| EXERCISE |
Find the lines below holding the word "ParsedName" and copy each of them.

| TASK MATERIAL |

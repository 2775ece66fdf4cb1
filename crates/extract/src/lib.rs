//! Metadata derivation for Mosaic catalog images.
//!
//! Catalog filenames are structured: underscore-separated tokens carry the
//! author slug, title words and optional tags (`year-1860`, `vertical`, `bw`,
//! `not-nude`). This crate turns such a name into a [`ParsedName`], resolves
//! the author slug into a display name through an ordered list of [`Rule`]s,
//! and classifies image dimensions into a [`PrintQuality`](models::PrintQuality) tier.

mod consts;
mod filename;
pub mod models;
mod resolve;

pub use crate::filename::{ParsedName, canonical_filename, describe, split_extension};
pub use crate::resolve::{Resolution, Rule, resolve_author};
//! Configuration for the Mosaic catalog tools.
//!
//! Settings are layered with [figment], later layers overriding earlier ones:
//!
//! 1. Built-in defaults ([`Config::default`]),
//! 2. a configuration file: the path given on the command-line, or
//!    `config.toml` in the platform configuration directory when present,
//! 3. environment variables prefixed with `MOSAIC_`, using `__` to reach
//!    nested keys (`MOSAIC_RESIZE__WIDTHS=[400,800]`).
//!
//! Files may be TOML, YAML or JSON, chosen by extension.

pub mod error;

use crate::error::{ErrorKind, Result};
use directories::ProjectDirs;
use exn::OptionExt;
use figment::Figment;
use figment::providers::{Env, Format, Json, Serialized, Toml, Yaml};
use mosaic_extract::models::{AliasTable, NudityTokens};
use mosaic_storage::FolderTable;
use serde::{Deserialize, Serialize};
use std::collections::HashSet;
use std::path::{Path, PathBuf};
use tracing::instrument;

pub const DEFAULT_CDN_BASE: &str = "https://cdn.mosaic.photography/mosaic-collections/public-domain-collection";
pub const DEFAULT_URL_TEMPLATE: &str = "{{ cdn }}/{{ photographer }}/{{ size }}/{{ filename }}";
const ENV_PREFIX: &str = "MOSAIC_";

/// Settings shared by every job.
#[derive(Debug, Clone, PartialEq, Deserialize, Serialize)]
#[serde(default)]
pub struct Config {
    /// Root of the per-photographer image tree.
    pub images_root: Option<PathBuf>,
    /// Public URL prefix the image tree is served from.
    pub cdn_base: String,
    /// Template for variant URLs; see `mosaic_library::UrlGenerator`.
    pub url_template: String,
    /// Ordered slug aliases used to resolve author display names.
    pub authors: AliasTable,
    /// Display names whose folder is not their plain slug.
    pub folders: FolderTable,
    pub nudity_tokens: NudityTokens,
    /// Fill in missing orientation tags from the original's dimensions.
    pub infer_orientation: bool,
    pub resize: ResizeConfig,
}
impl Default for Config {
    fn default() -> Self {
        Self {
            images_root: None,
            cdn_base: DEFAULT_CDN_BASE.to_string(),
            url_template: DEFAULT_URL_TEMPLATE.to_string(),
            authors: AliasTable::default(),
            folders: FolderTable::default(),
            nudity_tokens: NudityTokens::default(),
            infer_orientation: false,
            resize: ResizeConfig::default(),
        }
    }
}

/// Settings for regenerating WEBP variants.
#[derive(Debug, Clone, PartialEq, Eq, Deserialize, Serialize)]
#[serde(default)]
pub struct ResizeConfig {
    /// Target widths in pixels; each is written to a `w<width>` folder.
    pub widths: Vec<u32>,
    /// WEBP quality (0 to 100) of the width-bucketed variants.
    pub quality: u8,
    /// WEBP quality (0 to 100) of the full-size `originalsWEBP` copies.
    pub originals_quality: u8,
}
impl Default for ResizeConfig {
    fn default() -> Self {
        Self {
            widths: vec![400, 600, 800, 1200, 1600],
            quality: 85,
            originals_quality: 95,
        }
    }
}

impl Config {
    /// Loads the layered configuration.
    ///
    /// An explicit `path` must exist; the default location is optional.
    #[instrument]
    pub fn load(path: Option<&Path>) -> Result<Self> {
        Self::from_figment(Self::figment(path)?)
    }

    /// Builds the provider stack without extracting it.
    pub fn figment(path: Option<&Path>) -> Result<Figment> {
        let mut figment = Figment::from(Serialized::defaults(Config::default()));
        match path {
            Some(path) if !path.is_file() => exn::bail!(ErrorKind::NotFound(path.to_path_buf())),
            Some(path) => figment = merge_file(figment, path)?,
            None => {
                if let Some(path) = default_path().filter(|p| p.is_file()) {
                    tracing::debug!(path = %path.display(), "Using default configuration file");
                    figment = merge_file(figment, &path)?;
                }
            },
        }
        Ok(figment.merge(Env::prefixed(ENV_PREFIX).split("__")))
    }

    /// Extracts and validates a configuration from any provider stack.
    pub fn from_figment(figment: Figment) -> Result<Self> {
        let config: Config = figment.extract().map_err(|e| ErrorKind::Malformed(e.to_string()))?;
        config.validate()?;
        Ok(config)
    }

    /// The images root, for jobs that read the image tree.
    pub fn require_images_root(&self) -> Result<&Path> {
        self.images_root.as_deref().ok_or_raise(|| ErrorKind::Missing("images_root"))
    }

    fn validate(&self) -> Result<()> {
        if self.cdn_base.trim().is_empty() {
            exn::bail!(ErrorKind::Invalid {
                field: "cdn_base",
                reason: "must not be empty".to_string(),
            });
        }
        if self.url_template.trim().is_empty() {
            exn::bail!(ErrorKind::Invalid {
                field: "url_template",
                reason: "must not be empty".to_string(),
            });
        }
        let mut seen = HashSet::new();
        if let Some(duplicate) = self.authors.iter().find(|alias| !seen.insert(alias.slug.as_str())) {
            exn::bail!(ErrorKind::Invalid {
                field: "authors",
                reason: format!("duplicate slug '{}'", duplicate.slug),
            });
        }
        if self.resize.widths.contains(&0) {
            exn::bail!(ErrorKind::Invalid {
                field: "resize.widths",
                reason: "widths must be greater than zero".to_string(),
            });
        }
        for (field, quality) in [
            ("resize.quality", self.resize.quality),
            ("resize.originals_quality", self.resize.originals_quality),
        ] {
            if quality > 100 {
                exn::bail!(ErrorKind::Invalid {
                    field,
                    reason: format!("{quality} is above 100"),
                });
            }
        }
        Ok(())
    }
}

/// `config.toml` in the platform configuration directory.
pub fn default_path() -> Option<PathBuf> {
    ProjectDirs::from("photography", "Mosaic", "mosaic").map(|dirs| dirs.config_dir().join("config.toml"))
}

fn merge_file(figment: Figment, path: &Path) -> Result<Figment> {
    let ext = path.extension().and_then(|e| e.to_str()).map(str::to_ascii_lowercase);
    Ok(match ext.as_deref() {
        Some("toml") => figment.merge(Toml::file_exact(path)),
        Some("yaml" | "yml") => figment.merge(Yaml::file_exact(path)),
        Some("json") => figment.merge(Json::file_exact(path)),
        _ => exn::bail!(ErrorKind::UnsupportedFormat(path.to_path_buf())),
    })
}
use std::fmt::{Display, Formatter, Result as FmtResult};

/// Colour treatment of a photograph.
#[derive(Debug, Clone, Copy, PartialEq, Eq, Hash)]
pub enum ColorMode {
    /// Black and white
    Bw,
    Color,
    Sepia,
}
impl ColorMode {
    pub fn as_str(&self) -> &'static str {
        match self {
            Self::Bw => "bw",
            Self::Color => "color",
            Self::Sepia => "sepia",
        }
    }

    pub(crate) fn from_token(token: &str) -> Option<Self> {
        match token {
            "bw" => Some(Self::Bw),
            "color" => Some(Self::Color),
            "sepia" => Some(Self::Sepia),
            _ => None,
        }
    }
}
impl Display for ColorMode {
    fn fmt(&self, f: &mut Formatter<'_>) -> FmtResult {
        write!(f, "{}", self.as_str())
    }
}

#[cfg(test)]
mod tests {
    use super::*;
    use rstest::rstest;

    #[rstest]
    #[case("bw", Some(ColorMode::Bw))]
    #[case("color", Some(ColorMode::Color))]
    #[case("sepia", Some(ColorMode::Sepia))]
    #[case("BW", None)]
    #[case("colour", None)]
    fn test_from_token(#[case] token: &str, #[case] expected: Option<ColorMode>) {
        assert_eq!(ColorMode::from_token(token), expected);
    }

    #[test]
    fn test_display() {
        assert_eq!(ColorMode::Bw.to_string(), "bw");
    }
}
//! Regeneration of WEBP variants from the originals.
//!
//! [`convert_originals`] writes a full-size `<stem>.webp` of every original to
//! `originalsWEBP`. [`resize_variants`] maintains the width buckets: for every
//! original and every target width, the `w<width>` folder should hold a
//! `<stem>.webp` copy exactly when the original is at least that wide, and
//! copies that would be upscaled are removed.

use crate::error::{ErrorKind, Result};
use exn::ResultExt;
use image::DynamicImage;
use mosaic_extract::split_extension;
use mosaic_storage::{
    ImageLibrary, Photographer, SizeFolder, open_image, remove_variant, try_probe, write_webp, write_webp_variant,
};
use tracing::instrument;

/// Outcome of [`resize_variants`] and [`convert_originals`].
#[derive(Debug, Clone, Copy, Default, PartialEq, Eq)]
pub struct ResizeReport {
    /// Variants (re)written.
    pub written: usize,
    /// Upscaled variants deleted.
    pub removed: usize,
    /// Originals whose dimensions could not be read.
    pub skipped: usize,
    /// Variants that could not be written or removed.
    pub failed: usize,
}
impl ResizeReport {
    fn merge(&mut self, other: ResizeReport) {
        self.written += other.written;
        self.removed += other.removed;
        self.skipped += other.skipped;
        self.failed += other.failed;
    }
}

fn select(library: &ImageLibrary, only: Option<&str>) -> Result<Vec<Photographer>> {
    match only {
        Some(slug) => {
            let photographer = library.photographer(slug).or_raise(|| ErrorKind::Storage)?;
            if !photographer.has_folder(SizeFolder::Originals.as_str()) {
                exn::bail!(ErrorKind::UnknownPhotographer(slug.to_string()));
            }
            Ok(vec![photographer])
        },
        None => library.photographers().or_raise(|| ErrorKind::Storage),
    }
}

fn webp_name(filename: &str) -> String {
    let (stem, _) = split_extension(filename);
    format!("{stem}.webp")
}

/// Writes a full-size WEBP copy of every original to `originalsWEBP`, for
/// every photographer or only `only`.
#[instrument(skip(library), fields(root = %library.root().display()))]
pub fn convert_originals(library: &ImageLibrary, quality: u8, only: Option<&str>) -> Result<ResizeReport> {
    let photographers = select(library, only)?;
    let mut report = ResizeReport::default();
    for photographer in &photographers {
        for filename in photographer.originals().or_raise(|| ErrorKind::Storage)? {
            let source = photographer.file(SizeFolder::Originals.as_str(), &filename).or_raise(|| ErrorKind::Storage)?;
            let target = photographer
                .file(SizeFolder::OriginalsWebp.as_str(), &webp_name(&filename))
                .or_raise(|| ErrorKind::Storage)?;
            let image = match open_image(&source) {
                Ok(image) => image,
                Err(err) => {
                    tracing::warn!(path = %source.display(), error = %*err, "Skipping undecodable original");
                    report.skipped += 1;
                    continue;
                },
            };
            match write_webp(&image, quality, &target) {
                Ok(_) => {
                    tracing::debug!(path = %target.display(), "Converted original");
                    report.written += 1;
                },
                Err(err) => {
                    tracing::warn!(path = %target.display(), error = %*err, "Could not convert original");
                    report.failed += 1;
                },
            }
        }
    }
    tracing::info!(
        photographers = photographers.len(),
        written = report.written,
        skipped = report.skipped,
        failed = report.failed,
        "Converted originals"
    );
    Ok(report)
}

/// Rebuilds the resized variants of every photographer, or only of `only`.
#[instrument(skip(library, widths), fields(root = %library.root().display()))]
pub fn resize_variants(library: &ImageLibrary, widths: &[u32], quality: u8, only: Option<&str>) -> Result<ResizeReport> {
    let photographers = select(library, only)?;
    let mut report = ResizeReport::default();
    for photographer in &photographers {
        for filename in photographer.originals().or_raise(|| ErrorKind::Storage)? {
            report.merge(resize_original(photographer, &filename, widths, quality)?);
        }
    }
    tracing::info!(
        photographers = photographers.len(),
        written = report.written,
        removed = report.removed,
        skipped = report.skipped,
        failed = report.failed,
        "Resized variants"
    );
    Ok(report)
}

fn resize_original(photographer: &Photographer, filename: &str, widths: &[u32], quality: u8) -> Result<ResizeReport> {
    let mut report = ResizeReport::default();
    let source = photographer.file(SizeFolder::Originals.as_str(), filename).or_raise(|| ErrorKind::Storage)?;
    let Some(info) = try_probe(&source) else {
        tracing::warn!(path = %source.display(), "Skipping unreadable original");
        report.skipped += 1;
        return Ok(report);
    };
    let variant_name = webp_name(filename);

    // Decoded on first use; originals narrower than every width are never decoded.
    let mut image: Option<DynamicImage> = None;
    for &width in widths {
        let target = photographer
            .file(&SizeFolder::folder_for_width(width), &variant_name)
            .or_raise(|| ErrorKind::Storage)?;

        if info.width < width {
            match remove_variant(&target) {
                Ok(true) => {
                    tracing::info!(path = %target.display(), "Deleted upscaled variant");
                    report.removed += 1;
                },
                Ok(false) => {},
                Err(err) => {
                    tracing::warn!(path = %target.display(), error = %*err, "Could not delete upscaled variant");
                    report.failed += 1;
                },
            }
            continue;
        }

        let decoded = match image.take() {
            Some(decoded) => decoded,
            None => match open_image(&source) {
                Ok(decoded) => decoded,
                Err(err) => {
                    tracing::warn!(path = %source.display(), error = %*err, "Skipping undecodable original");
                    report.skipped += 1;
                    return Ok(report);
                },
            },
        };
        match write_webp_variant(&decoded, width, quality, &target) {
            Ok(_) => {
                tracing::debug!(path = %target.display(), width, "Wrote variant");
                report.written += 1;
            },
            Err(err) => {
                tracing::warn!(path = %target.display(), error = %*err, "Could not write variant");
                report.failed += 1;
            },
        }
        image = Some(decoded);
    }
    Ok(report)
}

#[cfg(test)]
mod tests {
    use super::*;
    use crate::catalog::{CatalogOptions, generate_catalog};
    use crate::url::UrlGenerator;
    use image::{Rgb, RgbImage};
    use mosaic_extract::models::{AliasTable, NudityTokens};
    use mosaic_storage::probe;
    use std::fs;
    use std::path::Path;

    fn save(root: &Path, relative: &str, width: u32, height: u32) {
        let path = root.join(relative);
        fs::create_dir_all(path.parent().unwrap()).unwrap();
        RgbImage::from_pixel(width, height, Rgb([200, 100, 50])).save(path).unwrap();
    }

    #[test]
    fn test_writes_and_removes_variants() {
        let dir = tempfile::tempdir().unwrap();
        save(dir.path(), "anne-brigman/originals/brigman_soul-of-the-blasted-pine.jpg", 700, 350);
        // Left over from an earlier, larger original.
        save(dir.path(), "anne-brigman/w800/brigman_soul-of-the-blasted-pine.webp", 800, 400);
        let library = ImageLibrary::open(dir.path()).unwrap();

        let report = resize_variants(&library, &[400, 600, 800, 1200], 85, None).unwrap();
        assert_eq!(report, ResizeReport {
            written: 2,
            removed: 1,
            skipped: 0,
            failed: 0
        });

        let w400 = probe(&dir.path().join("anne-brigman/w400/brigman_soul-of-the-blasted-pine.webp")).unwrap();
        assert_eq!((w400.width, w400.height, w400.format.as_str()), (400, 200, "webp"));
        assert!(dir.path().join("anne-brigman/w600/brigman_soul-of-the-blasted-pine.webp").is_file());
        assert!(!dir.path().join("anne-brigman/w800/brigman_soul-of-the-blasted-pine.webp").exists());
        assert!(!dir.path().join("anne-brigman/w1200").exists());
    }

    #[test]
    fn test_exact_width_is_kept() {
        let dir = tempfile::tempdir().unwrap();
        save(dir.path(), "demachy/originals/demachy_struggle.png", 400, 400);
        let library = ImageLibrary::open(dir.path()).unwrap();

        let report = resize_variants(&library, &[400], 85, None).unwrap();
        assert_eq!(report.written, 1);
        assert!(dir.path().join("demachy/w400/demachy_struggle.webp").is_file());
    }

    #[test]
    fn test_skips_unreadable_originals() {
        let dir = tempfile::tempdir().unwrap();
        fs::create_dir_all(dir.path().join("demachy/originals")).unwrap();
        fs::write(dir.path().join("demachy/originals/demachy_broken.jpg"), b"broken").unwrap();
        let library = ImageLibrary::open(dir.path()).unwrap();

        let report = resize_variants(&library, &[400], 85, None).unwrap();
        assert_eq!(report.skipped, 1);
        assert_eq!(report.written, 0);
    }

    #[test]
    fn test_single_photographer() {
        let dir = tempfile::tempdir().unwrap();
        save(dir.path(), "demachy/originals/demachy_struggle.jpg", 500, 500);
        save(dir.path(), "weston/originals/weston_pepper.jpg", 500, 500);
        let library = ImageLibrary::open(dir.path()).unwrap();

        let report = resize_variants(&library, &[400], 85, Some("weston")).unwrap();
        assert_eq!(report.written, 1);
        assert!(!dir.path().join("demachy/w400").exists());

        let err = resize_variants(&library, &[400], 85, Some("nobody")).unwrap_err();
        assert!(matches!(&*err, ErrorKind::UnknownPhotographer(_)));
        let err = resize_variants(&library, &[400], 85, Some("../weston")).unwrap_err();
        assert!(matches!(&*err, ErrorKind::Storage));
    }

    #[test]
    fn test_convert_originals_feeds_catalog() {
        let dir = tempfile::tempdir().unwrap();
        save(dir.path(), "durieu/originals/durieu_portrait_year-1860.jpg", 30, 40);
        save(dir.path(), "durieu/originals/durieu_study.png", 20, 10);
        fs::create_dir_all(dir.path().join("weston/originals")).unwrap();
        fs::write(dir.path().join("weston/originals/weston_broken.jpg"), b"broken").unwrap();
        let library = ImageLibrary::open(dir.path()).unwrap();

        let report = convert_originals(&library, 95, None).unwrap();
        assert_eq!(report, ResizeReport {
            written: 2,
            removed: 0,
            skipped: 1,
            failed: 0
        });
        let converted = probe(&dir.path().join("durieu/originalsWEBP/durieu_portrait_year-1860.webp")).unwrap();
        assert_eq!((converted.width, converted.height, converted.format.as_str()), (30, 40, "webp"));
        assert!(dir.path().join("durieu/originalsWEBP/durieu_study.webp").is_file());

        let options = CatalogOptions {
            aliases: AliasTable::default(),
            nudity_tokens: NudityTokens::default(),
            infer_orientation: false,
            urls: UrlGenerator::new("{{ cdn }}/{{ photographer }}/{{ size }}/{{ filename }}", "https://cdn.example").unwrap(),
        };
        let records = generate_catalog(&library, &options).unwrap();
        let portrait = records.iter().find(|r| r.filename == "durieu_portrait_year-1860.jpg").unwrap();
        let webp = portrait.sizes.get(SizeFolder::OriginalsWebp).unwrap();
        assert_eq!(webp.url, "https://cdn.example/durieu/originalsWEBP/durieu_portrait_year-1860.webp");
        assert_eq!((webp.width, webp.height, webp.format.as_str()), (30, 40, "webp"));
    }

    #[test]
    fn test_convert_single_photographer() {
        let dir = tempfile::tempdir().unwrap();
        save(dir.path(), "durieu/originals/durieu_portrait.jpg", 10, 10);
        save(dir.path(), "weston/originals/weston_pepper.jpg", 10, 10);
        let library = ImageLibrary::open(dir.path()).unwrap();

        assert_eq!(convert_originals(&library, 95, Some("weston")).unwrap().written, 1);
        assert!(!dir.path().join("durieu/originalsWEBP").exists());
        let err = convert_originals(&library, 95, Some("nobody")).unwrap_err();
        assert!(matches!(&*err, ErrorKind::UnknownPhotographer(_)));
    }
}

| SOLUTION BELOW |
//! `not-nude`). This crate turns such a name into a [`ParsedName`], resolves
pub use crate::filename::{ParsedName, canonical_filename, describe, split_extension};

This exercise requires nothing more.